Turkey's ruling AK Party decided on Monday to re-submit Abdullah Gul, the foreign minister, as its candidate for president, party sources said, in a move sure to anger the country's secular elite.
AK Party sources said Gul would visit opposition party leaders on Tuesday to try to gather support for his bid.
 
He is then likely to hold a news conference in parliament to formally announce his candidacy, they said.

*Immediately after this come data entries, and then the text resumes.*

//! Fetching exposition payloads over HTTP.

use std::collections::HashMap;
use std::future::Future;
use std::time::Duration;

use parking_lot::RwLock;
use reqwest::StatusCode;
use tracing::trace;

use crate::error::{Result, ScraperError};

/// Default cap on a scraped payload: 1 MiB.
pub const DEFAULT_BODY_LIMIT: usize = 1 << 20;

/// Fetches a metrics payload from a URL.
///
/// Anything other than a 200 response is an error. Bodies longer than
/// `limit` bytes are truncated, not rejected.
pub trait MetricsFetcher: Send + Sync {
    /// Fetches `url`, reading at most `limit` bytes of body.
    fn fetch(&self, url: &str, limit: usize) -> impl Future<Output = Result<String>> + Send;
}

/// Builds the scrape URL for a pod or exporter address.
///
/// IPv6 addresses are bracketed.
#[must_use]
pub fn metrics_url(ip: &str, port: u16) -> String {
    if ip.contains(':') && !ip.starts_with('[') {
        format!("http://[{ip}]:{port}/metrics")
    } else {
        format!("http://{ip}:{port}/metrics")
    }
}

/// Fetcher backed by a shared `reqwest` client.
#[derive(Debug, Clone)]
pub struct HttpFetcher {
    client: reqwest::Client,
}

impl HttpFetcher {
    /// Creates a fetcher whose requests time out after `timeout`.
    ///
    /// # Errors
    ///
    /// Returns an error if the HTTP client cannot be built.
    pub fn new(timeout: Duration) -> Result<Self> {
        let client = reqwest::Client::builder()
            .timeout(timeout)
            .user_agent(concat!("claw-scraper/", env!("CARGO_PKG_VERSION")))
            .build()?;
        Ok(Self { client })
    }

    /// Wraps an existing client.
    #[must_use]
    pub const fn with_client(client: reqwest::Client) -> Self {
        Self { client }
    }
}

impl MetricsFetcher for HttpFetcher {
    async fn fetch(&self, url: &str, limit: usize) -> Result<String> {
        let mut response = self.client.get(url).send().await?;

        let status = response.status();
        if status != StatusCode::OK {
            return Err(ScraperError::Status {
                url: url.to_string(),
                status: status.as_u16(),
            });
        }

        let mut body = Vec::new();
        while let Some(chunk) = response.chunk().await? {
            let remaining = limit.saturating_sub(body.len());
            if chunk.len() >= remaining {
                body.extend_from_slice(&chunk[..remaining]);
                trace!(url, limit, "metrics body truncated");
                break;
            }
            body.extend_from_slice(&chunk);
        }

        Ok(String::from_utf8_lossy(&body).into_owned())
    }
}

#[derive(Debug, Clone)]
enum Canned {
    Body(String),
    Status(u16),
}

/// Fetcher answering from a fixed table of URLs.
///
/// Unknown URLs answer 404. Every call is counted so callers can check
/// which endpoints were hit.
#[derive(Debug, Default)]
pub struct StaticFetcher {
    responses: RwLock<HashMap<String, Canned>>,
    requests: RwLock<HashMap<String, usize>>,
    delay: RwLock<Option<Duration>>,
    url_delays: RwLock<HashMap<String, Duration>>,
}

impl StaticFetcher {
    /// Creates an empty fetcher.
    #[must_use]
    pub fn new() -> Self {
        Self::default()
    }

    /// Serves `body` at `url`.
    pub fn set_body(&self, url: impl Into<String>, body: impl Into<String>) {
        self.responses
            .write()
            .insert(url.into(), Canned::Body(body.into()));
    }

    /// Answers `url` with an error status.
    pub fn set_status(&self, url: impl Into<String>, status: u16) {
        self.responses
            .write()
            .insert(url.into(), Canned::Status(status));
    }

    /// Delays every response.
    pub fn set_delay(&self, delay: Option<Duration>) {
        *self.delay.write() = delay;
    }

    /// Delays responses for one URL, on top of any global delay.
    pub fn delay_url(&self, url: impl Into<String>, delay: Duration) {
        self.url_delays.write().insert(url.into(), delay);
    }

    /// Returns how many times `url` was fetched.
    #[must_use]
    pub fn requests(&self, url: &str) -> usize {
        self.requests.read().get(url).copied().unwrap_or(0)
    }

    /// Returns the total number of fetches.
    #[must_use]
    pub fn total_requests(&self) -> usize {
        self.requests.read().values().sum()
    }
}

impl MetricsFetcher for StaticFetcher {
    async fn fetch(&self, url: &str, limit: usize) -> Result<String> {
        *self.requests.write().entry(url.to_string()).or_default() += 1;

        let delay = self.delay.read().unwrap_or_default()
            + self.url_delays.read().get(url).copied().unwrap_or_default();
        if !delay.is_zero() {
            tokio::time::sleep(delay).await;
        }

        let canned = self.responses.read().get(url).cloned();
        match canned {
            Some(Canned::Body(body)) => {
                let end = body.len().min(limit);
                Ok(String::from_utf8_lossy(&body.as_bytes()[..end]).into_owned())
            }
            Some(Canned::Status(status)) => Err(ScraperError::Status {
                url: url.to_string(),
                status,
            }),
            None => Err(ScraperError::Status {
                url: url.to_string(),
                status: 404,
            }),
        }
    }
}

The secularists, including powerful army generals, derailed an earlier attempt to have parliament elect Gul as president, a move that triggered early parliamentary elections which the AK Party won decisively last month.
 
A first round of voting in the presidential election will be held next Monday.
 
Islamist past
 
Secularists oppose Gul because of his Islamist past and the fact his wife wears the Muslim headscarf.
 
Gul, who denies any Islamist agenda, has already signalled he wants to run again. The cabinet debated the presidential election on Monday and talks continued late into the evening at the AK Party's executive board.
 
Earlier, Mehmet Ali Sahin, the deputy prime minister, said ordinary Turks and AK Party officials favoured Gul's candidacy, fuelling expectations that Tayyip Erdogan's government will defy the army generals after its re-election.
 
The army, which views itself as ultimate guarantor of the secular order, ousted an Islamist-oriented government in which Gul served 10 years ago.
 
Divisive figure
 
Gul is a gently spoken diplomat and an architect of Turkey's European Union membership bid, but the secular establishment fears he would erode the separation of state and religion if elected, a claim he strongly rejects.
 
The leader of the secularist opposition Republican People's Party (CHP) reiterated his objections to Gul's candidacy, based on his role in the cabinet ousted by the army in 1997 and what he might mean for Turkey.
 
"Gul is a conscious member of an ideological circle," Deniz Baykal told CNN Turk television.
 
"Turkey would become a country in which the political balances were changing very fast, in which the Middle East identity would become more pronounced."